The leading centre-right newspaper Le Figaro says that “incitement to jihad or the punishment of ‘heretics’ are in a hypermarket, two steps from holiday notebooks,” in a book from Lebanese publisher Albouraq called La Voie du Musulman (The Way of the Muslim).

The book is in the shops as part of the Albouraq’s “Operation Ramadan,” meant to show that “Islamic books can be sold everywhere.” According to Mansour Mansour, director of the publishing house, it has been “a great success.” A cardboard “gondola” of his books on the Koran, the prophet and “controversial” books sit among French cookbooks and school supplies.

Le Figaro points out that in La Voie du Musulman one reads that the author, an Algerian called Sheikh Abu Bakr al-Jazairi, writes: “Muslims should set up all sorts of arms factories to make all types of weapons used in the world…even if it is to the detriment of the well-being of the nation.”

He also writes that heresy “is punishable by death.”

Le Figaro says that the work, which is also available on Amazon, has been reported on several occasions to the anti-jihad hotline set up by the Ministry of Interior.

The newspaper also points out another book sold as part of “Operation Ramadan” is The Garden of Saints, by the Sunni Imam Al-Nawawi, in which it says that believers “are fighting for the Cause of God by killing and by being killed.”

However, the publisher Mansour told France TV that it was a “depressing” controversy and shows the problem “of how Islam is treated.”

He said the author of the Garden of Saints died in the 13th century and that the 500 pages of The Way of the Muslim was published in the 1960s and translated for the first time in 1985: “only two or three pages are contested.”

“It is distressing that this book is being called the perfect jihadist manual.”

Some 18,000 people have signed online petitions calling for supermarket chains like Carrefour to pull the books off their shelves, yet to date the books remain on sale in many shops, according to The Local.

The continued availability of the book has drawn harsh words from critics like Raymonde Schmitt, who signed one of the petitions: “Carrefour [a supermarket chain] is selling propaganda that encourages killing, it’s a crime of complicity,” he wrote.

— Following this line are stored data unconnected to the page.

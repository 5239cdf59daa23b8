//! Alignment policy: which part of the source survives when aspect ratios differ.
//!
//! A single enum value replaces the historical set of boolean switches
//! (`black_bars`, `prefer_center`, `prefer_left`, ...). [`Alignment::from_flags`]
//! still accepts that surface for the CLI and rejects more than one switch.
//!
//! Axis rules:
//!
//! | Policy | Valid when the source is... |
//! |---|---|
//! | `Center`, `BlackBars` | either |
//! | `Left`, `Right` | wider than the target (crop along width) |
//! | `Top`, `Bottom` | taller than the target (crop along height) |

use crate::error::{ConfigurationError, SourceShape};
use serde::{Deserialize, Serialize};
use std::fmt;

#[derive(Debug, Clone, Copy, PartialEq, Eq, Default, Serialize, Deserialize)]
#[serde(rename_all = "kebab-case")]
pub enum Alignment {
    /// Crop symmetrically around the image center.
    #[default]
    Center,
    /// Keep the left edge, crop from the right.
    Left,
    /// Keep the right edge, crop from the left.
    Right,
    /// Keep the top edge, crop from the bottom.
    Top,
    /// Keep the bottom edge, crop from the top.
    Bottom,
    /// Never crop: letterbox with solid black instead.
    BlackBars,
}

/// Boolean policy switches as exposed by the CLI.
#[derive(Debug, Clone, Copy, Default, PartialEq, Eq)]
pub struct AlignmentFlags {
    pub black_bars: bool,
    pub prefer_center: bool,
    pub prefer_left: bool,
    pub prefer_right: bool,
    pub prefer_top: bool,
    pub prefer_bottom: bool,
}

impl Alignment {
    /// Collapse exclusive switches into one policy.
    ///
    /// Returns `Ok(None)` when no switch is set so callers can fall back to a
    /// configured or default policy. Two or more switches is an error.
    pub fn from_flags(flags: AlignmentFlags) -> Result<Option<Self>, ConfigurationError> {
        let set: Vec<Alignment> = [
            (flags.black_bars, Alignment::BlackBars),
            (flags.prefer_center, Alignment::Center),
            (flags.prefer_left, Alignment::Left),
            (flags.prefer_right, Alignment::Right),
            (flags.prefer_top, Alignment::Top),
            (flags.prefer_bottom, Alignment::Bottom),
        ]
        .into_iter()
        .filter_map(|(on, policy)| on.then_some(policy))
        .collect();

        match set.as_slice() {
            [] => Ok(None),
            [single] => Ok(Some(*single)),
            _ => Err(ConfigurationError::ConflictingAlignment(set)),
        }
    }

    /// Check that this policy makes sense for a source of the given shape.
    pub fn check_axis(self, shape: SourceShape) -> Result<(), ConfigurationError> {
        let compatible = match (self, shape) {
            (Alignment::Top | Alignment::Bottom, SourceShape::Wider) => false,
            (Alignment::Left | Alignment::Right, SourceShape::Taller) => false,
            _ => true,
        };
        if compatible {
            Ok(())
        } else {
            Err(ConfigurationError::IncompatibleAlignment {
                alignment: self,
                shape,
            })
        }
    }
}

impl fmt::Display for Alignment {
    fn fmt(&self, f: &mut fmt::Formatter<'_>) -> fmt::Result {
        let name = match self {
            Alignment::Center => "center",
            Alignment::Left => "left",
            Alignment::Right => "right",
            Alignment::Top => "top",
            Alignment::Bottom => "bottom",
            Alignment::BlackBars => "black-bars",
        };
        f.write_str(name)
    }
}

#[cfg(test)]
mod tests {
    use super::*;

    #[test]
    fn no_flags_means_no_explicit_choice() {
        assert_eq!(Alignment::from_flags(AlignmentFlags::default()), Ok(None));
    }

    #[test]
    fn default_policy_is_center() {
        assert_eq!(Alignment::default(), Alignment::Center);
    }

    #[test]
    fn single_flag_selects_policy() {
        let flags = AlignmentFlags {
            prefer_bottom: true,
            ..Default::default()
        };
        assert_eq!(Alignment::from_flags(flags), Ok(Some(Alignment::Bottom)));

        let flags = AlignmentFlags {
            black_bars: true,
            ..Default::default()
        };
        assert_eq!(Alignment::from_flags(flags), Ok(Some(Alignment::BlackBars)));
    }

    #[test]
    fn any_two_flags_conflict() {
        let pairs = [
            AlignmentFlags {
                prefer_left: true,
                prefer_right: true,
                ..Default::default()
            },
            AlignmentFlags {
                black_bars: true,
                prefer_center: true,
                ..Default::default()
            },
            AlignmentFlags {
                prefer_top: true,
                prefer_left: true,
                ..Default::default()
            },
        ];
        for flags in pairs {
            assert!(matches!(
                Alignment::from_flags(flags),
                Err(ConfigurationError::ConflictingAlignment(ref v)) if v.len() == 2
            ));
        }
    }

    #[test]
    fn all_flags_conflict() {
        let flags = AlignmentFlags {
            black_bars: true,
            prefer_center: true,
            prefer_left: true,
            prefer_right: true,
            prefer_top: true,
            prefer_bottom: true,
        };
        assert!(matches!(
            Alignment::from_flags(flags),
            Err(ConfigurationError::ConflictingAlignment(ref v)) if v.len() == 6
        ));
    }

    #[test]
    fn vertical_preferences_reject_wider_source() {
        for policy in [Alignment::Top, Alignment::Bottom] {
            assert!(policy.check_axis(SourceShape::Wider).is_err());
            assert!(policy.check_axis(SourceShape::Taller).is_ok());
        }
    }

    #[test]
    fn horizontal_preferences_reject_taller_source() {
        for policy in [Alignment::Left, Alignment::Right] {
            assert!(policy.check_axis(SourceShape::Taller).is_err());
            assert!(policy.check_axis(SourceShape::Wider).is_ok());
        }
    }

    #[test]
    fn center_and_black_bars_fit_any_shape() {
        for policy in [Alignment::Center, Alignment::BlackBars] {
            assert!(policy.check_axis(SourceShape::Wider).is_ok());
            assert!(policy.check_axis(SourceShape::Taller).is_ok());
        }
    }

    #[test]
    fn deserializes_kebab_case() {
        #[derive(Deserialize)]
        struct Wrapper {
            alignment: Alignment,
        }
        let w: Wrapper = toml::from_str(r#"alignment = "black-bars""#).unwrap();
        assert_eq!(w.alignment, Alignment::BlackBars);
    }
}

France is particularly sensitive to jihadist propaganda, because the greatest number of the 1,000 to 1,500 Europeans fighting in Syria come from France.

Mehdi Nemmouche, now facing trial in Belgium for the terrorist shootings at the Jewish Museum in Brussels in May, is a Frenchman from an Algerian background. As Breitbart London reported, he fought with jihadist forces in Syria before returning to France and Belgium via Germany.